Headlines announcing major setbacks in Texas tech investment send shivers through the real estate and construction sectors. Despite this, the state has a bright and steady future ahead of it in medical services and biotechnology.
The November issue of the Texas Business Bulletin, published by the state governor’s office, highlights world-leading companies such as Kimberly-Clark, McKesson, Galderma, Novartis and Abbott, each with significant operations in the state.
Importantly, medical research continues at a robust pace.
“TMC (The Texas Medical Center) is the largest medical center in the world,” the Bulletin continues. “More clinical studies are conducted at the TMC in Houston than at any other single site in the world. Texas boasts a robust workforce of more than 105,000 and produces 18,000 industry-related graduates through Texas schools annually. These schools produce a whopping $6.6 billion in research and development spending annually.”
In fact, the TMC is expanding. In September, it announced an additional fourth campus, the TMC Bioport, on 500 acres south of Houston and expects to double in size over the next five to 10 years.
“TMC Bioport will provide an on-site education center that will create over 100,000 new job opportunities for residents of the Greater Houston area,” said a press release. “This important initiative is consistent with the expectation that the US will significantly increase its biomanufacturing capacity to ensure easy access to drugs, therapies and medical supplies.”
TMC’s Helix Park, a 37-acre life science campus created by the Boston-based team at Elkus Manfredi Architects and developer Beacon Capital Partners, broke ground in 2020 and expects phase one to be completed in 2023 The facility will be a collaboration between industry, academia and entrepreneurs and upon completion will encompass over 6 million square feet of built space and 18.7 acres of unique public green space.
Houston-based developer Hines, in partnership with 2ML Real Estate, has announced its intention to invest as part of an overall investment commitment of $1 billion.
Plans include research facilities, offices, homes, shopping and dining, outdoor facilities and green spaces, all located at the epicenter of Houston’s biotechnology, life sciences and medical research center.
The Houston area is nationally recognized as the state’s medical and life sciences hub.
According to Commercial Café, Houston ranks 10th among US metro areas in terms of regional talent pool and overall level of development towards expanding life sciences capacity. A report released by the Newmark Group, a New York-based commercial real estate consulting firm, says life science wages in Houston have increased 4.8 percent over the past three years to an average annual wage of $141,623 while life science employment in the region grew 24.6 percent.
Houston’s prominence in medicine and life sciences, however, is narrowly surpassed by Austin.
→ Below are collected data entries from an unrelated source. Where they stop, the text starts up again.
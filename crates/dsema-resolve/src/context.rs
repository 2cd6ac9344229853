//! Per-request resolution state.

use dsema_syntax::{DeclRef, ModuleId};
use fxhash::FxHashSet;
use std::ops::{Deref, DerefMut};
use std::sync::atomic::{AtomicBool, Ordering};
use std::sync::Arc;

use crate::cache::ModuleIndex;
use crate::error::ResolutionDiagnostic;
use crate::types::{DeducedParams, TemplateValue};

/// Flags that change how lookups behave inside one frame.
#[derive(Debug, Clone, Copy, Default, PartialEq, Eq, Hash)]
pub struct ResolutionOptions {
    /// Do not walk into base classes (used while resolving base lists).
    pub dont_resolve_base_classes: bool,
    pub stop_after_first_match: bool,
    /// Stop at the nearest scope level that produced any match.
    pub stop_after_first_overload_set: bool,
    /// Yield aliases without resolving their targets.
    pub dont_resolve_aliases: bool,
    pub no_eponymous_substitution: bool,
    pub no_ufcs: bool,
}

/// One entry of the context stack.
#[derive(Debug, Clone)]
pub struct ContextFrame {
    /// Innermost enclosing function, aggregate or module root.
    pub scope: DeclRef,
    /// Source offset lookups are made from.
    pub position: usize,
    /// Template parameter bindings visible in this frame.
    pub deduced: DeducedParams,
    pub options: ResolutionOptions,
}

/// Cooperative cancellation flag shared between a caller and the request
/// it started.
#[derive(Debug, Clone, Default)]
pub struct CancellationToken(Arc<AtomicBool>);

impl CancellationToken {
    pub fn new() -> Self {
        Self::default()
    }

    pub fn cancel(&self) {
        self.0.store(true, Ordering::Relaxed);
    }

    pub fn is_cancelled(&self) -> bool {
        self.0.load(Ordering::Relaxed)
    }
}

/// The state one resolution request carries: a stack of frames, the
/// diagnostics sink, the cancellation token and the set of functions whose
/// `auto` return type is being inferred.
///
/// The stack is never empty; the bottom frame is the request's entry point.
#[derive(Debug)]
pub struct ResolutionContext {
    frames: Vec<ContextFrame>,
    diagnostics: Vec<ResolutionDiagnostic>,
    cancellation: CancellationToken,
    inferring: FxHashSet<DeclRef>,
}

impl ResolutionContext {
    /// A context positioned at `position` inside `scope`.
    pub fn new(scope: DeclRef, position: usize) -> Self {
        Self {
            frames: vec![ContextFrame {
                scope,
                position,
                deduced: DeducedParams::default(),
                options: ResolutionOptions::default(),
            }],
            diagnostics: Vec::new(),
            cancellation: CancellationToken::default(),
            inferring: FxHashSet::default(),
        }
    }

    /// A context at `position` in `module`, scoped to the innermost function
    /// or aggregate containing that offset.
    pub fn at(index: &ModuleIndex, module: ModuleId, position: usize) -> Self {
        let scope = index
            .module(module)
            .map(|m| m.innermost_scope_at(position))
            .unwrap_or(dsema_syntax::DeclId::ROOT);
        Self::new(DeclRef::new(module, scope), position)
    }

    pub fn with_cancellation(mut self, token: CancellationToken) -> Self {
        self.cancellation = token;
        self
    }

    pub fn current(&self) -> &ContextFrame {
        // The bottom frame is never popped.
        &self.frames[self.frames.len() - 1]
    }

    pub fn scope(&self) -> DeclRef {
        self.current().scope
    }

    pub fn position(&self) -> usize {
        self.current().position
    }

    pub fn options(&self) -> ResolutionOptions {
        self.current().options
    }

    pub fn deduced(&self) -> &DeducedParams {
        &self.current().deduced
    }

    /// Binding of a template parameter in the current frame.
    pub fn lookup_deduced(&self, param: DeclRef) -> Option<&TemplateValue> {
        self.current().deduced.get(param)
    }

    pub fn depth(&self) -> usize {
        self.frames.len()
    }

    /// Pushes `frame`; it is popped when the guard drops.
    pub fn push(&mut self, frame: ContextFrame) -> FrameGuard<'_> {
        let depth = self.frames.len();
        self.frames.push(frame);
        FrameGuard { ctx: self, depth }
    }

    /// Enters `scope` at `position`, keeping bindings and options.
    pub fn push_scope(&mut self, scope: DeclRef, position: usize) -> FrameGuard<'_> {
        let frame = ContextFrame { scope, position, ..self.current().clone() };
        self.push(frame)
    }

    /// Adds `deduced` on top of the current bindings.
    pub fn push_deduced(&mut self, deduced: &DeducedParams) -> FrameGuard<'_> {
        let current = self.current();
        let frame = ContextFrame { deduced: current.deduced.merged(deduced), ..current.clone() };
        self.push(frame)
    }

    pub fn push_options(&mut self, update: impl FnOnce(&mut ResolutionOptions)) -> FrameGuard<'_> {
        let mut frame = self.current().clone();
        update(&mut frame.options);
        self.push(frame)
    }

    /// Records a non-fatal finding. Repeats of the same finding are dropped.
    pub fn record(&mut self, diagnostic: ResolutionDiagnostic) {
        if self.diagnostics.contains(&diagnostic) {
            return;
        }
        log::debug!("resolution diagnostic: {diagnostic}");
        self.diagnostics.push(diagnostic);
    }

    pub fn diagnostics(&self) -> &[ResolutionDiagnostic] {
        &self.diagnostics
    }

    pub fn take_diagnostics(&mut self) -> Vec<ResolutionDiagnostic> {
        std::mem::take(&mut self.diagnostics)
    }

    pub fn cancellation(&self) -> &CancellationToken {
        &self.cancellation
    }

    pub fn is_cancelled(&self) -> bool {
        self.cancellation.is_cancelled()
    }

    /// A context for a worker thread: same frames and token, its own
    /// diagnostics and inference set.
    pub fn fork(&self) -> ResolutionContext {
        Self {
            frames: self.frames.clone(),
            diagnostics: Vec::new(),
            cancellation: self.cancellation.clone(),
            inferring: FxHashSet::default(),
        }
    }

    /// Marks `function` as having its return type inferred. `false` if it
    /// already is, i.e. the inference is recursive.
    pub(crate) fn begin_inference(&mut self, function: DeclRef) -> bool {
        self.inferring.insert(function)
    }

    pub(crate) fn end_inference(&mut self, function: DeclRef) {
        self.inferring.remove(&function);
    }
}

/// Restores the context stack to its entry depth when dropped.
pub struct FrameGuard<'c> {
    ctx: &'c mut ResolutionContext,
    depth: usize,
}

impl Deref for FrameGuard<'_> {
    type Target = ResolutionContext;

    fn deref(&self) -> &ResolutionContext {
        self.ctx
    }
}

impl DerefMut for FrameGuard<'_> {
    fn deref_mut(&mut self) -> &mut ResolutionContext {
        self.ctx
    }
}

impl Drop for FrameGuard<'_> {
    fn drop(&mut self) {
        self.ctx.frames.truncate(self.depth.max(1));
    }
}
According to the Austin Chamber of Commerce, the city and surrounding area are currently home to nearly 300 life sciences employers and over 18,000 workers in a balanced mix of growth and research areas.
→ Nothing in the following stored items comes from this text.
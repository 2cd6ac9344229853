//! Partial ordering of surviving candidates by how specialized they are.

use dsema_syntax::{DeclRef, TemplateParamKind, TypeDecl, TypeDeclKind};
use std::cmp::Ordering;

use super::deduction::mentions_params;
use super::{DeductionRequest, TemplateEngine};
use crate::context::ResolutionContext;
use crate::error::ResolutionDiagnostic;
use crate::types::AbstractType;

/// Specialization of a parameter whose pattern names no other parameter.
const CONCRETE: u32 = 64;

/// How specialized a surviving candidate is.
#[derive(Debug, Clone, PartialEq, Eq)]
pub(crate) enum Rank {
    /// An ordinary function or type; `exactness` counts arguments that
    /// match their parameter type exactly.
    NonTemplate { exactness: usize },
    /// One entry per template parameter.
    Template(Vec<u32>),
}

impl Rank {
    /// `Greater` when `self` is strictly more specialized than `other`,
    /// `None` when neither is at least as specialized as the other.
    pub(crate) fn compare(&self, other: &Rank) -> Option<Ordering> {
        match (self, other) {
            (Rank::NonTemplate { .. }, Rank::Template(_)) => Some(Ordering::Greater),
            (Rank::Template(_), Rank::NonTemplate { .. }) => Some(Ordering::Less),
            (Rank::NonTemplate { exactness: a }, Rank::NonTemplate { exactness: b }) => Some(a.cmp(b)),
            (Rank::Template(a), Rank::Template(b)) => {
                if a.len() != b.len() {
                    return None;
                }
                let at_least = a.iter().zip(b).all(|(x, y)| x >= y);
                let at_most = a.iter().zip(b).all(|(x, y)| x <= y);
                match (at_least, at_most) {
                    (true, true) => Some(Ordering::Equal),
                    (true, false) => Some(Ordering::Greater),
                    (false, true) => Some(Ordering::Less),
                    (false, false) => None,
                }
            }
        }
    }
}

impl TemplateEngine<'_> {
    /// Per-parameter specialization of a template: tuples rank lowest,
    /// then unconstrained parameters, then patterns by nesting depth, then
    /// concrete specializations.
    pub(super) fn rank(&self, owner: DeclRef, params: &[DeclRef]) -> Rank {
        let ranks = params
            .iter()
            .map(|&param| match self.param_kind(param) {
                Some(TemplateParamKind::Tuple) => 0,
                Some(TemplateParamKind::Type { specialization: Some(pattern), .. })
                | Some(TemplateParamKind::Alias { specialization: Some(pattern), .. }) => {
                    if mentions_params(self, pattern, params) {
                        2 + pattern_depth(pattern)
                    } else {
                        CONCRETE
                    }
                }
                Some(TemplateParamKind::Value { specialization: Some(_), .. }) => CONCRETE,
                _ => 1,
            })
            .collect();
        log::trace!("rank of {owner}: {ranks:?}");
        Rank::Template(ranks)
    }

    /// Keeps the candidates no other candidate is strictly more specialized
    /// than. A tie between several records an ambiguity; all of them are
    /// returned.
    pub(super) fn select(
        &self,
        survivors: Vec<(AbstractType, Rank)>,
        request: &DeductionRequest<'_>,
        ctx: &mut ResolutionContext,
    ) -> Vec<AbstractType> {
        if survivors.len() <= 1 {
            return survivors.into_iter().map(|(ty, _)| ty).collect();
        }
        let maximal: Vec<AbstractType> = survivors
            .iter()
            .filter(|(_, rank)| {
                !survivors.iter().any(|(_, other)| other.compare(rank) == Some(Ordering::Greater))
            })
            .map(|(ty, _)| ty.clone())
            .collect();
        if maximal.len() > 1 {
            log::debug!("`{}` has {} equally specialized candidates", request.name, maximal.len());
            ctx.record(ResolutionDiagnostic::AmbiguousOverload {
                name: request.name.to_string(),
                count: maximal.len(),
                span: request.span,
            });
        }
        maximal
    }
}

/// Nesting depth of a pattern; a bare parameter name is 0.
fn pattern_depth(pattern: &TypeDecl) -> u32 {
    match &pattern.kind {
        TypeDeclKind::Primitive(_) | TypeDeclKind::Typeof(_) | TypeDeclKind::Qualified { .. } => 0,
        TypeDeclKind::Identifier { template_args: None, .. } => 0,
        TypeDeclKind::Identifier { template_args: Some(args), .. } => {
            1 + args
                .iter()
                .map(|arg| match arg {
                    dsema_syntax::TemplateArg::Type(ty) => pattern_depth(ty),
                    dsema_syntax::TemplateArg::Value(_) => 0,
                })
                .max()
                .unwrap_or(0)
        }
        TypeDeclKind::Modified { inner, .. } => pattern_depth(inner),
        TypeDeclKind::Pointer(inner) => 1 + pattern_depth(inner),
        TypeDeclKind::Array { element, .. } => 1 + pattern_depth(element),
        TypeDeclKind::AssocArray { key, value } => 1 + pattern_depth(key).max(pattern_depth(value)),
        TypeDeclKind::Delegate { return_type, params, .. } => {
            1 + params.iter().map(pattern_depth).fold(pattern_depth(return_type), u32::max)
        }
    }
}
“Employment in life sciences has increased by 73.7 percent in the last three years,” says the Newmark Group. “Job growth is expected to continue to rise at an estimated 6.5 percent through 2025.”
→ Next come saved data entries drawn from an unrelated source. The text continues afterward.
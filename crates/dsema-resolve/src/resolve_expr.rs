//! Expression typing.

use dsema_syntax::{BinaryOp, DeclKind, DeclRef, Expr, ExprKind, IntSuffix, Literal, PrimitiveKind, Stmt, UnaryOp};

use crate::context::ResolutionContext;
use crate::core::Resolver;
use crate::templates::TemplateEngine;
use crate::types::{AbstractKind, AbstractType, Origin};

impl Resolver {
    /// Resolves an expression to the type(s) of its value. Identifiers and
    /// member accesses keep their `Member` wrapper so callers can tell which
    /// symbol was hit; everything computed is a plain type.
    pub(crate) fn expr(&self, expr: &Expr, ctx: &mut ResolutionContext) -> Vec<AbstractType> {
        if ctx.is_cancelled() {
            return Vec::new();
        }
        let resolved = match &expr.kind {
            ExprKind::Identifier(name) => match PrimitiveKind::from_name(name) {
                Some(kind) => vec![AbstractType::primitive(kind)],
                None => {
                    let candidates = self.identifier(name, ctx);
                    TemplateEngine::new(self).resolve_bare(candidates, name, expr.span, ctx)
                }
            },
            ExprKind::TemplateInstance { name, args } => {
                let candidates = self.identifier(name, ctx);
                TemplateEngine::new(self).instantiate(candidates, name, args, expr.span, ctx)
            }
            ExprKind::Literal(literal) => vec![literal_type(literal)],
            ExprKind::ArrayLiteral(elements) => {
                // Typed after the first element only.
                let element = match elements.first() {
                    Some(first) => self.value_types(first, ctx).into_iter().next(),
                    None => Some(AbstractType::void()),
                };
                element.map(AbstractType::array).into_iter().collect()
            }
            ExprKind::AssocArrayLiteral(pairs) => {
                let Some((key, value)) = pairs.first() else { return Vec::new() };
                let key = self.value_types(key, ctx).into_iter().next();
                let value = self.value_types(value, ctx).into_iter().next();
                match (key, value) {
                    (Some(key), Some(value)) => vec![AbstractType::new(AbstractKind::AssocArray {
                        key: Box::new(key),
                        value: Box::new(value),
                    })],
                    _ => Vec::new(),
                }
            }
            ExprKind::Member { base, name, template_args } => {
                let bases = self.expr(base, ctx);
                let members = self.member_lookup(&bases, name, ctx, true);
                let engine = TemplateEngine::new(self);
                match template_args {
                    Some(args) => engine.instantiate(members, name, args, expr.span, ctx),
                    None => engine.resolve_bare(members, name, expr.span, ctx),
                }
            }
            ExprKind::Call { callee, args } => self.call(callee, args, expr.span, ctx),
            ExprKind::Index { base, args } => self.index_expr(base, args, expr.span, ctx),
            ExprKind::Slice { base, .. } => self
                .value_types(base, ctx)
                .into_iter()
                .map(|ty| match ty.kind {
                    AbstractKind::Array { element, .. } => AbstractType::new(AbstractKind::Array { element, length: None }),
                    AbstractKind::Pointer(pointee) => AbstractType::array(*pointee),
                    _ => ty,
                })
                .collect(),
            ExprKind::Unary { op, operand } => self.unary(*op, operand, ctx),
            ExprKind::Binary { op, lhs, rhs } => self.binary(*op, lhs, rhs, ctx),
            // The true branch decides; the other is not unified.
            ExprKind::Conditional { then_branch, .. } => self.value_types(then_branch, ctx),
            ExprKind::New { ty, .. } => self.type_decl(ty, ctx),
            ExprKind::Cast { ty: Some(ty), .. } => self.type_decl(ty, ctx),
            ExprKind::Cast { ty: None, operand } => self.value_types(operand, ctx),
            ExprKind::Type(ty) => self.type_decl(ty, ctx),
            ExprKind::This => self.this_type(ctx).into_iter().collect(),
            ExprKind::Super => self
                .this_type(ctx)
                .and_then(|this| this.base_class().cloned())
                .into_iter()
                .collect(),
            ExprKind::Lambda { params, body } => self.lambda_type(params, body, ctx).into_iter().collect(),
        };
        resolved
            .into_iter()
            .map(|ty| match ty.origin {
                Some(_) => ty,
                None => ty.with_origin(Origin::Span(expr.span)),
            })
            .collect()
    }

    /// Like [`Self::expr`] with symbol and alias wrappers stripped.
    pub(crate) fn value_types(&self, expr: &Expr, ctx: &mut ResolutionContext) -> Vec<AbstractType> {
        self.expr(expr, ctx).iter().filter_map(|ty| ty.strip().cloned()).collect()
    }

    fn unary(&self, op: UnaryOp, operand: &Expr, ctx: &mut ResolutionContext) -> Vec<AbstractType> {
        let operands = self.value_types(operand, ctx);
        match op {
            UnaryOp::Not => vec![AbstractType::bool()],
            UnaryOp::AddressOf => operands.into_iter().map(AbstractType::pointer).collect(),
            UnaryOp::Deref => operands
                .into_iter()
                .filter_map(|ty| match ty.kind {
                    AbstractKind::Pointer(pointee) => Some(*pointee),
                    AbstractKind::Array { element, .. } => Some(*element),
                    _ => None,
                })
                .collect(),
            UnaryOp::Negate
            | UnaryOp::Plus
            | UnaryOp::Complement
            | UnaryOp::PreIncrement
            | UnaryOp::PreDecrement
            | UnaryOp::PostIncrement
            | UnaryOp::PostDecrement => operands,
        }
    }

    fn binary(&self, op: BinaryOp, lhs: &Expr, rhs: &Expr, ctx: &mut ResolutionContext) -> Vec<AbstractType> {
        if op.yields_bool() {
            return vec![AbstractType::bool()];
        }
        if op == BinaryOp::In {
            return self
                .value_types(rhs, ctx)
                .into_iter()
                .filter_map(|ty| match ty.kind {
                    AbstractKind::AssocArray { value, .. } => Some(*value),
                    AbstractKind::Array { element, .. } => Some(*element),
                    _ => None,
                })
                .collect();
        }
        // Assignments, arithmetic and concatenation take the left operand's type.
        self.value_types(lhs, ctx)
    }

    fn index_expr(
        &self,
        base: &Expr,
        args: &[Expr],
        span: miette::SourceSpan,
        ctx: &mut ResolutionContext,
    ) -> Vec<AbstractType> {
        let mut results = Vec::new();
        for ty in self.value_types(base, ctx) {
            match &ty.kind {
                AbstractKind::Array { element, .. } => results.push((**element).clone()),
                AbstractKind::AssocArray { value, .. } => results.push((**value).clone()),
                AbstractKind::Pointer(pointee) => results.push((**pointee).clone()),
                _ if ty.is_aggregate() => results.extend(self.call_operator(&ty, "opIndex", args, span, ctx)),
                _ => {}
            }
        }
        results
    }

    /// The aggregate the current scope is nested in, if any.
    fn this_type(&self, ctx: &mut ResolutionContext) -> Option<AbstractType> {
        let scope = ctx.scope();
        let module = self.index.module(scope.module)?;
        let aggregate = std::iter::once(scope.decl)
            .chain(module.ancestors(scope.decl))
            .find(|id| module.decl(*id).is_some_and(|d| matches!(d.kind, DeclKind::Aggregate(_))))?;
        self.aggregate_type(DeclRef::new(scope.module, aggregate), ctx)
    }

    fn lambda_type(&self, params: &[dsema_syntax::TypeDecl], body: &Stmt, ctx: &mut ResolutionContext) -> Option<AbstractType> {
        let params = params.iter().filter_map(|p| self.type_decl(p, ctx).into_iter().next()).collect();
        let return_type = match body.first_non_null_return() {
            Some(expr) => self.value_types(expr, ctx).into_iter().next()?,
            None => AbstractType::void(),
        };
        Some(AbstractType::new(AbstractKind::Delegate {
            return_type: Box::new(return_type),
            params,
            is_literal: true,
            is_function: false,
        }))
    }
}

/// The type a literal has on its own.
pub(crate) fn literal_type(literal: &Literal) -> AbstractType {
    let kind = match literal {
        Literal::Int { suffix: IntSuffix::None, .. } => PrimitiveKind::Int,
        Literal::Int { suffix: IntSuffix::Long, .. } => PrimitiveKind::Long,
        Literal::Int { suffix: IntSuffix::Unsigned, .. } => PrimitiveKind::Uint,
        Literal::Int { suffix: IntSuffix::UnsignedLong, .. } => PrimitiveKind::Ulong,
        Literal::Float { is_single: true, .. } => PrimitiveKind::Float,
        Literal::Float { is_single: false, .. } => PrimitiveKind::Double,
        Literal::Char(_) => PrimitiveKind::Char,
        Literal::Bool(_) => PrimitiveKind::Bool,
        Literal::String(_) => return AbstractType::string(),
        Literal::Null => return AbstractType::pointer(AbstractType::void()),
    };
    AbstractType::primitive(kind)
}

#[cfg(test)]
mod tests {
    use super::*;
    use expect_test::expect;

    #[test]
    fn literal_suffixes_pick_the_type() {
        let rendered: Vec<String> = [
            Literal::Int { value: 1, suffix: IntSuffix::None },
            Literal::Int { value: 1, suffix: IntSuffix::Long },
            Literal::Int { value: 1, suffix: IntSuffix::Unsigned },
            Literal::Int { value: 1, suffix: IntSuffix::UnsignedLong },
            Literal::Float { value: 1.0, is_single: true },
            Literal::Float { value: 1.0, is_single: false },
            Literal::String("s".into()),
            Literal::Null,
        ]
        .iter()
        .map(|l| literal_type(l).to_string())
        .collect();
        expect!["int long uint ulong float double char[] void*"].assert_eq(&rendered.join(" "));
    }
}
The Newmark report highlights new developments in Austin, such as the flagship Innovation Tower building in Austin’s Innovation District as the future anchor of the city’s life sciences cluster, along with Dell Medical School at the University of Texas at Austin.
Other notable developments include Parmer Labs, which will deliver 100,000 square feet of laboratory and office space next year, and the conversion of the Highland Mall on the Austin Community College campus into the ACC Bioscience Incubator.
Elsewhere, Fujifilm Diosynth Biotechnologies broke ground on an expanded $300 million vaccine manufacturing facility at College Station on the Houston-Dallas Forth Worth corridor. The facility is expected to be the largest manufacturing campus for single-use contract engineering and manufacturing organizations in North America and could create up to 150 new high-skill jobs.
While the state supports large investments like Fujifilm Diosynth Biotechnologies through its Texas Enterprise Fund, the expansion of educational institutions also tops the list of state support.
In October 2021, Texas passed Bill 52 and issued a $3.3 billion bond package that will provide tens of millions of dollars to several Texas universities in support of building laboratories and research facilities, giving the state a prominent place secured in American medical development.